Nelson Mandela fue víctima de la más cruel y abierta opresión. No solo como un ciudadano de color en la cotidianidad de la Sudáfrica del apartheid, sino como el ejemplo vivo de lo que el poder opresor es capaz de hacerle a quienes desafían sus postulados arbitrarios. La historia es algo más o menos así: después de casi 3 siglos de colonización inglesa y holandesa en el territorio que hoy ocupa Sudáfrica, una población minoritaria de “africanos blancos” (descendientes de esos holandeses e ingleses colonizadores) dominaba y oprimía a la mayoría africana negra –y originaria de esas tierras-, incluso después de que el país se convirtiera en una nación autónoma e independiente de los colonos. Los blancos nativos dictaban las normas y decidían cómo tenía derecho a vivir cada quien, al fin y al cabo, ellos habían nacido en esa tierra también y nadie podía llamarlos invasores. Sí eran, a su entender, superiores. Pero hay algo con lo que nunca cuenta el opresor, algo maravilloso e invariable que tiene el oprimido internamente sin importar que el entorno lo pisotee desde su llegada al mundo: la aspiración de ser libre. Mandela fue el portador de esa aspiración en nombre de todos los oprimidos del mundo.

 

Su rebeldía contra la opresión de los blancos le causó muchas dificultades personales, su lucha pacífica por la igualdad de oportunidades para todos los sudafricanos sin importar el color de su piel lo convirtió en un “terrorista” y le ocasionó la privación de su libertad durante 27 años, durante los cuales fue víctima de abusos físicos y verbales, fue obligado a cumplir trabajos forzosos en condiciones insalubres que ocasionaron daños irreversibles a su vista, y por años le fue concedido el derecho a visitas y a la recepción y envío de cartas solo una vez cada 6 meses. Por 27 años estuvo lejos de su familia, no vio a sus hijos crecer, no pudo estar cerca de su esposa.

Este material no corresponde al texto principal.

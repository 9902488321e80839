//! `events` subcommand.

use anyhow::Context;
use serde_json::json;
use tracing::{info, warn};

use moltbunker_config::ClientConfig;
use moltbunker_ws::EventStream;

/// Subscribe to `channels` and print each update as one JSON line.
pub(crate) async fn run_events(
    config: &ClientConfig,
    channels: Vec<String>,
    token: Option<String>,
) -> anyhow::Result<()> {
    let token = token.or_else(|| config.auth.api_key.clone());
    if token.is_none() {
        warn!("No API key configured; connecting without a bearer token");
    }

    let stream = EventStream::new(config.api.base_url(), token.as_deref(), &config.events)?;
    for channel in channels {
        let name = channel.clone();
        stream.subscribe(channel, move |data| {
            println!("{}", json!({"channel": name, "data": data}));
        });
    }

    stream
        .connect()
        .await
        .context("failed to open event stream")?;
    info!(
        "Streaming {} channel(s), Ctrl-C to stop",
        stream.channels().len()
    );

    tokio::select! {
        _ = tokio::signal::ctrl_c() => info!("Interrupted"),
        _ = stream.wait() => {}
    }
    stream.close().await;

    if let Some(e) = stream.last_error() {
        warn!("Last error: {}", e);
    }
    Ok(())
}
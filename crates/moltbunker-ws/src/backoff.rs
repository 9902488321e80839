//! Reconnect backoff.

use std::time::Duration;

/// Exponential backoff between reconnect attempts.
///
/// Starts at `initial`, doubles after each failed attempt, never exceeds
/// `max`, and returns to `initial` on [`Backoff::reset`].
#[derive(Debug, Clone)]
pub struct Backoff {
    initial: Duration,
    max: Duration,
    current: Duration,
}

impl Backoff {
    /// `initial` is clamped to `max`.
    pub fn new(initial: Duration, max: Duration) -> Self {
        let initial = initial.min(max);
        Self {
            initial,
            max,
            current: initial,
        }
    }

    /// Delay to wait before the next attempt; advances the sequence.
    pub fn next_delay(&mut self) -> Duration {
        let delay = self.current;
        self.current = self
            .current
            .checked_mul(2)
            .unwrap_or(self.max)
            .min(self.max);
        delay
    }

    /// Back to the initial delay. Called after a successful connect.
    pub fn reset(&mut self) {
        self.current = self.initial;
    }

    pub fn current(&self) -> Duration {
        self.current
    }
}

impl Default for Backoff {
    fn default() -> Self {
        Self::new(Duration::from_secs(1), Duration::from_secs(30))
    }
}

Y mientras él padecía todo eso individualmente, sus compatriotas continuaban siendo oprimidos, segregados y humillados con el apartheid. Solo recibían educación “adecuada a su naturaleza y sus necesidades” pues no tenían por qué adquirir habilidades para trabajos a los que nunca podrían acceder en la sociedad. Fueron privados de la ciudadanía sudafricana para convertirse en miembros de una de 10 tribus definidas por la minoría blanca. El gobierno segregó el acceso a la salud, playas, espacios públicos proveyendo a las personas de color con servicios de calidad inferior.

 

Suficientes razones tenía Madiba para odiar a su opresor, y para querer oprimirlo y dominarlo de vuelta. Paulo Freire, el padre de la pedagogía moderna, y estudioso de la opresión, explica justamente que el ideal humano a perseguir para el oprimido es el de su opresor, y en la primera fase de su camino hacia la libertad solo desea ser como él. Solo desea imponer su individualidad a otros, solo desea ser poderoso. Muchos oprimidos en busca de libertad se quedan en esa fase y nunca salen de ella, pero algunos (muy pocos, en realidad) llegan a entender la gravedad y lo histórico de su rol: deben liberarse a sí mismos y liberar a sus opresores también[2]. Madiba atravesó todas las fases en su camino hacia la libertad, y sí quiso en algún momento eliminar al enemigo, pero al final del camino y en el momento más importante –al momento de salir de la cárcel y tener la oportunidad de gobernar su país-, tenía claridad absoluta de dos cosas: 1) su opresor es también un prisionero de sus prejuicios y su intolerancia[3], y 2) si al salir de los muros de la cárcel aún odiaba a sus opresores, eso significaba que aún lo tenían preso y bajo su control.

 

Madiba tuvo la extraordinaria habilidad de entender la humanidad de su opresor, sus motivaciones y sus aspiraciones y de ponerse en sus zapatos. También contó con una extraordinaria compasión hacia él y con el don de verlo como su par, como su igual, como acreedor y titular de sus mismos derechos. Esta visión trajo consigo detractores y mucha resistencia entre sus compañeros de lucha quienes siendo mayoría, y teniendo a uno de “los suyos” en el poder entendían que ahora era SU momento de prevalecer por encima de los demás. Pero él no tuvo temor de poner en riesgo su capital político arrollador en nombre de un bien superior del que logró convencer a todos –partidarios y oponentes-, del ideal último por el que dijo estar dispuesto a morir: una sociedad libre en la que todas las personas vivan juntas, en armonía y con igualdad de oportunidades.

 

Para este fin, el perdón fue un arma decisiva y certera que practicó él mismo y que invitó a todos los sudafricanos a utilizar con gallardía en los procesos de perdón, justicia y reconciliación de los abusos del apartheid. Con ella desarmó a su opresor, a quien no le quedó más alternativa que cooperar y pasar la página. Ya Madiba había convencido al mundo, y lo había hecho desde la convicción de que nada ni nadie podía dominar su destino ni gobernar su alma, sólo él podía hacerlo. En el perdón radica la grandeza de Mandela.

 

 


[1] Del poema “Invictus” de William Ernest Henley, uno de los predilectos de Mandela.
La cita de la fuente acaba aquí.